Hey!! Another Solti CSO guy!!!


----------



## SixFootScowl (Oct 17, 2011)

larold said:


> *Meistersinger* with Fish Dish, Domingo and Jochum.
> View attachment 144363


Nice to see some appreciation for Jochum's Meistersinger. My set arrived today and I am listening right now. I like it a lot.

Who is "Fish Dish"?


----------



## Itullian (Aug 27, 2011)

SixFootScowl said:


> Nice to see some appreciation for Jochum's Meistersinger. My set arrived today and I am listening right now. I like it a lot.
> 
> Who is "Fish Dish"?


Fischer- Deskau


----------



## adriesba (Dec 30, 2019)

I find the nicknames people give performers rather funny. "Fish-Dish" has to be the funniest I've heard yet! :lol:


----------



## SixFootScowl (Oct 17, 2011)

Itullian said:


> Fischer- Deskau


I wonder if he appreciated that? Maybe it was posthumus, so he will never know.


----------



## SixFootScowl (Oct 17, 2011)




----------



## SixFootScowl (Oct 17, 2011)

If this were the voting thread, so far Jochum and Kubelik Meistersingers are neck-to-neck at 2 and 2 votes each. I haven't listened to Kubelik enough to place it in my Meistersinger list but it is in the top three along with Sawallisch and Jochum. I also like Varvsio, but it is a step below those three.

This is a fun thread and it is tempting to put up a favorite for each Wagner opera, but I think the OP made it five because I don't think the site lets more than five images in a single post.


----------



## adriesba (Dec 30, 2019)

This is hard! I'm so glad I don't have to make this choice for real!

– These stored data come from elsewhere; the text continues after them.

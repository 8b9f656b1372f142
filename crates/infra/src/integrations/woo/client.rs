//! WooCommerce REST client for paged list calls

use std::sync::Arc;
use std::time::Duration;

use async_trait::async_trait;
use chrono::SecondsFormat;
use reqwest::{Client as ReqwestClient, StatusCode};
use serde_json::Value;
use storesync_common::resilience::credential_key;
use storesync_common::{CircuitBreakerRegistry, SlidingWindowLimiter};
use storesync_core::{PageRequest, UpstreamCatalog};
use storesync_domain::constants::UPSTREAM_PROVIDER;
use storesync_domain::{EntityType, Result, StoreSyncError, SyncConfig, WooStore};
use tracing::{debug, instrument, warn};
use url::Url;

use crate::errors::InfraError;

/// Longest slice of an error body kept in the error message
const BODY_SNIPPET_LEN: usize = 256;

/// Upstream client guarded per store credential by the shared sliding-window
/// limiter and the process-wide breaker registry.
#[derive(Clone)]
pub struct WooClient {
    http: ReqwestClient,
    limiter: SlidingWindowLimiter,
    breakers: Arc<CircuitBreakerRegistry>,
    rate_limit: u32,
    rate_window: Duration,
}

impl WooClient {
    pub fn new(
        limiter: SlidingWindowLimiter,
        breakers: Arc<CircuitBreakerRegistry>,
        settings: &SyncConfig,
    ) -> Result<Self> {
        let http = ReqwestClient::builder()
            .timeout(settings.request_timeout())
            .user_agent(concat!("storesync-worker/", env!("CARGO_PKG_VERSION")))
            .build()
            .map_err(|err| StoreSyncError::from(InfraError::from(err)))?;

        Ok(Self {
            http,
            limiter,
            breakers,
            rate_limit: settings.upstream_rate_limit,
            rate_window: settings.upstream_rate_window(),
        })
    }

    async fn get_page(&self, url: Url, store: &WooStore) -> Result<Vec<Value>> {
        let response = self
            .http
            .get(url)
            .basic_auth(&store.consumer_key, Some(&store.consumer_secret))
            .send()
            .await
            .map_err(|err| StoreSyncError::from(InfraError::from(err)))?;

        let status = response.status();
        if !status.is_success() {
            let body = response.text().await.unwrap_or_default();
            warn!(store_id = %store.id, status = status.as_u16(), "upstream list call rejected");
            return Err(upstream_error(status, &body));
        }

        let body: Value =
            response.json().await.map_err(|err| StoreSyncError::from(InfraError::from(err)))?;
        match body {
            Value::Array(records) => Ok(records),
            other => Err(StoreSyncError::InvalidPayload(format!(
                "expected a JSON array from the list endpoint, got {}",
                json_kind(&other)
            ))),
        }
    }
}

#[async_trait]
impl UpstreamCatalog for WooClient {
    #[instrument(skip(self, store), fields(store_id = %store.id, entity = %request.entity, page = request.page))]
    async fn fetch_page(&self, store: &WooStore, request: &PageRequest) -> Result<Vec<Value>> {
        let url = list_url(store, request)?;

        let key = credential_key(UPSTREAM_PROVIDER, &store.id);
        let remaining = self
            .limiter
            .acquire(&key, self.rate_limit, self.rate_window)
            .await
            .map_err(|err| StoreSyncError::from(InfraError::from(err)))?;
        debug!(remaining, "upstream call admitted");

        let records = self
            .breakers
            .guard(&store.id, || self.get_page(url, store))
            .await
            .map_err(|err| StoreSyncError::from(InfraError::from(err)))?;

        debug!(records = records.len(), "upstream page fetched");
        Ok(records)
    }
}

/// `{base}/wp-json/wc/{version}/{entity}` with paging and modification filters
pub(crate) fn list_url(store: &WooStore, request: &PageRequest) -> Result<Url> {
    let base = Url::parse(&store.base_url).map_err(|err| {
        StoreSyncError::Config(format!("store {} has an invalid base url: {err}", store.id))
    })?;
    let path = format!("/wp-json/wc/{}/{}", store.api_version, request.entity.as_str());
    let mut url = base
        .join(&path)
        .map_err(|err| StoreSyncError::Config(format!("store {}: {err}", store.id)))?;

    let order_by = match request.entity {
        EntityType::Orders => "date_modified",
        EntityType::Products => "modified",
    };
    url.query_pairs_mut()
        .append_pair("per_page", &request.per_page.to_string())
        .append_pair("page", &request.page.to_string())
        .append_pair("orderby", order_by)
        .append_pair("order", "asc")
        .append_pair(
            "modified_after",
            &request.modified_after.to_rfc3339_opts(SecondsFormat::Millis, true),
        );
    Ok(url)
}

fn upstream_error(status: StatusCode, body: &str) -> StoreSyncError {
    let reason = status.canonical_reason().unwrap_or("unknown status");
    let snippet: String = body.trim().chars().take(BODY_SNIPPET_LEN).collect();
    let message = if snippet.is_empty() { reason.to_string() } else { format!("{reason}: {snippet}") };
    StoreSyncError::Upstream { status: status.as_u16(), message }
}

fn json_kind(value: &Value) -> &'static str {
    match value {
        Value::Null => "null",
        Value::Bool(_) => "a boolean",
        Value::Number(_) => "a number",
        Value::String(_) => "a string",
        Value::Array(_) => "an array",
        Value::Object(_) => "an object",
    }
}

#[cfg(test)]
mod tests {
    use chrono::{TimeZone, Utc};
    use storesync_domain::SyncCursor;

    use super::*;

    fn store(base_url: &str) -> WooStore {
        WooStore {
            id: "store-1".into(),
            tenant_id: "tenant-1".into(),
            name: None,
            base_url: base_url.into(),
            api_version: "v3".into(),
            consumer_key: "ck".into(),
            consumer_secret: "cs".into(),
            active: true,
            last_sync: SyncCursor::default(),
        }
    }

    fn request(entity: EntityType) -> PageRequest {
        PageRequest {
            entity,
            page: 2,
            per_page: 50,
            modified_after: Utc.with_ymd_and_hms(2024, 5, 1, 12, 0, 0).unwrap(),
        }
    }

    #[test]
    fn builds_order_list_url() {
        let url = list_url(&store("https://shop.example.com/"), &request(EntityType::Orders)).unwrap();
        assert_eq!(url.path(), "/wp-json/wc/v3/orders");
        let query: Vec<(String, String)> = url.query_pairs().into_owned().collect();
        assert!(query.contains(&("page".into(), "2".into())));
        assert!(query.contains(&("per_page".into(), "50".into())));
        assert!(query.contains(&("orderby".into(), "date_modified".into())));
        assert!(query.contains(&("modified_after".into(), "2024-05-01T12:00:00.000Z".into())));
    }

    #[test]
    fn product_listing_orders_by_modified() {
        let url = list_url(&store("https://shop.example.com"), &request(EntityType::Products)).unwrap();
        assert_eq!(url.path(), "/wp-json/wc/v3/products");
        assert!(url.query_pairs().any(|(k, v)| k == "orderby" && v == "modified"));
    }

    #[test]
    fn invalid_base_url_is_config_error() {
        let err = list_url(&store("not a url"), &request(EntityType::Orders)).unwrap_err();
        assert!(matches!(err, StoreSyncError::Config(_)));
    }

    #[test]
    fn upstream_error_keeps_status_and_snippet() {
        let err = upstream_error(StatusCode::SERVICE_UNAVAILABLE, " maintenance ");
        match err {
            StoreSyncError::Upstream { status, message } => {
                assert_eq!(status, 503);
                assert_eq!(message, "Service Unavailable: maintenance");
            }
            other => panic!("unexpected error: {other:?}"),
        }
    }
}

OK there, don't take it too seriously now. : )


----------



## wkasimer (Jun 5, 2017)

SixFootScowl said:


> If this were the voting thread, so far Jochum and Kubelik Meistersingers are neck-to-neck at 2 and 2 votes each.


Which Jochum? 1949 or the commercial DG? For me, the latter is a complete non-starter.


----------



## Malx (Jun 18, 2017)

Sorry my mistake.


----------



## Barbebleu (May 17, 2015)

My post #14 was in response to post #3 in case anyone was wondering why I randomly said that. I thought it would appear immediately after 3 but apparently not!:lol:


----------



## Heck148 (Oct 27, 2016)

I don't know if the Ring cycle counts as one unit, or four - in any case, Solti's "Ring"cycle is certainly included....then I'd include
Reiner conducts Wagner disc
Toscanini's Tristan P and L-D. Plus Lohengrin preludes
Solti/CSO Wagner overtures and preludes..

Other strong contenders:
The aforementioned Stokowski/Houston excerpts
Barenboim's CSO disc with Parsifal excerpts
Fennell/Eastman Wind Ensemble - Elsa's Procession from Lohengrin (short, but just magnificent!!)


----------



## Barbebleu (May 17, 2015)

adriesba said:


> This is hard! I'm so glad I don't have to make this choice for real!
> 
> 
> 
> ...


Probably my choices too with the possible exception of Holländer.


----------



## adriesba (Dec 30, 2019)

Barbebleu said:


> Probably my choices too with the possible exception of Holländer.


Oh, cool! What would your fifth choice be?


----------



## jmtocali (Feb 15, 2014)

My choices:
Parsifal, Kna 1962
Meistersinger, Solti, CSO
Tristan, Bohm
Ring Cycle, Barenboim at Bayreuth
And the surprise... Der Fliegende Holländer, Steinberg, the excellent recording by Naxos


----------



## Ulfilas (Mar 5, 2020)

jmtocali said:


> My choices:
> Parsifal, Kna 1962
> Meistersinger, Solti, CSO
> Tristan, Bohm
> ...


I think I already surprised everyone at some point by voting for Levine's Fliegende Holländer on Sony Classical...


----------



## vtpoet (Jan 17, 2019)

Since I don't ever listen to Wagner, (every so often I try but he does nothing for me) I would have to respectfully request that I be able to listen to the entirety of his oeuvre before being abandoned to my island and one coconut tree.


----------



## SixFootScowl (Oct 17, 2011)

wkasimer said:


> Which Jochum? 1949 or the commercial DG? For me, the latter is a complete non-starter.


Commercial DG as depicted in posts *#3* and *#9*.


----------



## Barbebleu (May 17, 2015)

adriesba said:


> Oh, cool! What would your fifth choice be?


Parsifal - Knappertsbusch, Bayreuth '64, probably!:lol:


----------



## gvn (Dec 14, 2019)

1. The "Dream Ring" with Schorr, Flagstad, Melchior cond. Bodanzky, Leinsdorf, and Furtwängler (Immortal Performances)

2. Parsifal with Hotter, Windgassen, Dalis cond. Knappertsbusch, Bayreuth 1963 (though if you'd allow me to take Acts I & III from 1963 but Act II from 1952, thus substituting Mödl for Dalis, I'd be happier still)

3. Meistersinger with Greindl, Windgassen, Grümmer, cond. Knappertsbusch, Bayreuth 1960

4. The Ring with Hotter, Mödl, Windgassen, cond. Keilberth, Bayreuth 1953

5. Meistersinger with Nissen, Noort, Reining, cond. Toscanini, Salzburg 1937

And if I were allowed some food on the desert island as well, I'd be very grateful. But perhaps that would be too much to ask. First things must come first....


----------